Fired Ketchum 146 s former employees say





ALTAMONT — Fallout from a change in management at a local landmark — a convenience store and gas station — sparked controversy this week.
An exodus of long-time Ketchum’s employees following Fair Week has left the store understaffed, with a "help wanted" sign posted on the door. Employees say that they were fired; the new management says that the employees quit.

Additionally, a former Ketchum’s customer has claimed that the new store was selling crack pipes last week.

This August marked Stacy Delligan’s 10th year working at the local convenience store, she said. As of Tuesday, she no longer works there. After the new owners fired many of her co-workers earlier this week, she quit, said Delligan.
In a letter to the Enterprise editor, Delligan said, "We all put in extra hours during the Altamont Fair, as well as preparing extra food and advising the new lessee" This was rewarded by ‘Black Monday.’"
"Everyone was gone except us three females," Delligan told The Enterprise. Facing longer hours alone in the store they turned in their keys, she said.

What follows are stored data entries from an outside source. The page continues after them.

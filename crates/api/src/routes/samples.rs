//! Sample Routes

use axum::extract::State;
use axum::http::StatusCode;
use chrono::{DateTime, Utc};
use serde::{Deserialize, Serialize};
use storage::{DeviceStat, NewDeviceStat};

use super::WindowQuery;
use crate::error::ApiError;
use crate::extract::{Json, Path, Query};
use crate::observability::SAMPLES_CREATED;
use crate::SharedState;

/// Body for recording one sample; `timestamp` defaults to now
#[derive(Debug, Deserialize)]
pub struct CreateSampleRequest {
    pub x: f64,
    pub y: f64,
    pub z: f64,
    pub timestamp: Option<DateTime<Utc>>,
}

#[derive(Debug, Serialize, Deserialize)]
pub struct SampleResponse {
    pub id: i64,
    pub device_id: i64,
    pub x: f64,
    pub y: f64,
    pub z: f64,
    pub timestamp: DateTime<Utc>,
}

impl From<DeviceStat> for SampleResponse {
    fn from(stat: DeviceStat) -> Self {
        Self {
            id: stat.id,
            device_id: stat.device_id,
            x: stat.x,
            y: stat.y,
            z: stat.z,
            timestamp: stat.timestamp(),
        }
    }
}

async fn require_device(state: &SharedState, device_id: i64) -> Result<(), ApiError> {
    match state.repository.get_device(device_id).await? {
        Some(_) => Ok(()),
        None => Err(ApiError::not_found("Device", device_id)),
    }
}

pub async fn create_sample(
    State(state): State<SharedState>,
    Path(device_id): Path<i64>,
    Json(request): Json<CreateSampleRequest>,
) -> Result<(StatusCode, Json<SampleResponse>), ApiError> {
    let new_stat = NewDeviceStat {
        x: request.x,
        y: request.y,
        z: request.z,
        timestamp: request.timestamp,
    };
    let stat = state
        .repository
        .create_device_stat(device_id, &new_stat)
        .await?;
    metrics::counter!(SAMPLES_CREATED).increment(1);
    Ok((StatusCode::CREATED, Json(stat.into())))
}

pub async fn list_samples(
    State(state): State<SharedState>,
    Path(device_id): Path<i64>,
    Query(params): Query<WindowQuery>,
) -> Result<Json<Vec<SampleResponse>>, ApiError> {
    let window = params.to_window()?;
    require_device(&state, device_id).await?;

    let stats = state
        .repository
        .list_stats_for_device(device_id, window)
        .await?;
    Ok(Json(stats.into_iter().map(SampleResponse::from).collect()))
}

pub async fn delete_samples(
    State(state): State<SharedState>,
    Path(device_id): Path<i64>,
) -> Result<Json<Vec<SampleResponse>>, ApiError> {
    require_device(&state, device_id).await?;

    let removed = state.repository.delete_device_stats(device_id).await?;
    Ok(Json(removed.into_iter().map(SampleResponse::from).collect()))
}
//! Pooled Summary Statistics
//!
//! Every sample contributes its x, y and z readings to one flat pool of
//! observations. Min, max, sum and median are taken over that pool; the
//! count is the number of samples.

use crate::Sample;
use tracing::trace;

/// Summary of a set of samples
///
/// An empty input produces `min_value = +inf`, `max_value = -inf` and no
/// median. Use [`Summary::min`] and [`Summary::max`] to read the extremes
/// without treating the sentinels as readings.
#[derive(Debug, Clone, Copy, PartialEq)]
pub struct Summary {
    /// Smallest observation, `+inf` when empty
    pub min_value: f64,
    /// Largest observation, `-inf` when empty
    pub max_value: f64,
    /// Number of samples (not observations)
    pub total_count: usize,
    /// Sum of all observations; can overflow to infinity for readings near `f64::MAX`
    pub total_sum: f64,
    /// Median of the observation pool, `None` when empty
    pub median: Option<f64>,
}

impl Summary {
    /// The summary of no samples at all
    pub const EMPTY: Self = Self {
        min_value: f64::INFINITY,
        max_value: f64::NEG_INFINITY,
        total_count: 0,
        total_sum: 0.0,
        median: None,
    };

    pub fn is_empty(&self) -> bool {
        self.total_count == 0
    }

    pub fn min(&self) -> Option<f64> {
        (!self.is_empty()).then_some(self.min_value)
    }

    pub fn max(&self) -> Option<f64> {
        (!self.is_empty()).then_some(self.max_value)
    }

    /// Number of pooled observations
    pub fn observation_count(&self) -> usize {
        self.total_count * 3
    }

    /// Mean of the observation pool
    pub fn mean(&self) -> Option<f64> {
        (!self.is_empty()).then(|| self.total_sum / self.observation_count() as f64)
    }
}

impl Default for Summary {
    fn default() -> Self {
        Self::EMPTY
    }
}

/// Reduce samples into a pooled [`Summary`]
///
/// The result depends only on the multiset of observations. The pool is
/// sorted with a total order before anything is accumulated, so the sum is
/// bit-identical for any ordering of the input.
pub fn aggregate<I>(samples: I) -> Summary
where
    I: IntoIterator<Item = Sample>,
{
    let mut total_count = 0;
    let mut pool = Vec::new();

    for sample in samples {
        total_count += 1;
        pool.extend(sample.observations());
    }

    if pool.is_empty() {
        return Summary::EMPTY;
    }

    pool.sort_unstable_by(f64::total_cmp);

    let n = pool.len();
    let median = if n % 2 == 1 {
        pool[n / 2]
    } else {
        midpoint(pool[n / 2 - 1], pool[n / 2])
    };

    trace!(samples = total_count, observations = n, "aggregated pool");

    Summary {
        min_value: pool[0],
        max_value: pool[n - 1],
        total_count,
        total_sum: pool.iter().sum(),
        median: Some(median),
    }
}

/// Mean of two sorted finite values without overflowing
fn midpoint(lo: f64, hi: f64) -> f64 {
    if lo.is_sign_negative() == hi.is_sign_negative() {
        lo + (hi - lo) / 2.0
    } else {
        (lo + hi) / 2.0
    }
}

Long-time owners Tom and Sally Ketchum recently sold their store to Altamont Petroleum, which is owned by the Connecticut-based company, GRGH, for $787,500.
Michael Dingman, who had been managing the store for the last couple of weeks, after the store changed hands, won’t be working there any more either, he said. Dave Singh, who oversees the store for GRJH, will be at the store with Ruba Kumar. Initially, Dingman had been managing the store because the regulars objected to Singh, said Delligan. "The community just didn’t want him," she said.

Singh referred The Enterprise to the company’s lawyer, Matthew Sgambettera, to answer questions. Sgambettera said on Wednesday that he wasn’t prepared to answer questions at this time. Regarding the change in employees, he said, "Employee turnover is normal in this business."

Crack pipes"

Glass pipes, billed as tobacco pipes, were on sale at the Altamont Sunoco last week.
"The owners brought them in for Fair Week," said Dingman, the former manager of the store. He said that he didn’t know what the blown glass pipes were meant to be used for.
According to Altamont resident Richie Sanderson, the pipes were clearly meant for smoking crack cocaine, although their box labeled them as for tobacco use. "I’ve been smoking for 40 years," said Sanderson, "and I’ve never used one of them to smoke tobacco."

His biggest concern, said Sanderson, is the drug rehab center, Altamont House, located a quarter mile away. As an alcoholic who’s been sober for 23 years, he speaks to patients at Altamont House, he said that he fears the suggestion a pipe could give to a rehab patient.
"I feel it is a shame," Sanderson wrote in a letter to the Enterprise editor this week, "that people can walk into a store in Altamont with their children and be exposed to an item used for smoking crack when we as parents and grandparents are doing everything in our power to keep people off drugs."

Altamont’s public safety commissioner, Anthony Salerno, went to the store after Sanderson alerted him to the pipes. Salerno found no pipes at the store and told The Enterprise that the owner "stated that he doesn’t have them anymore." It is legal to sell the pipes, said Salerno.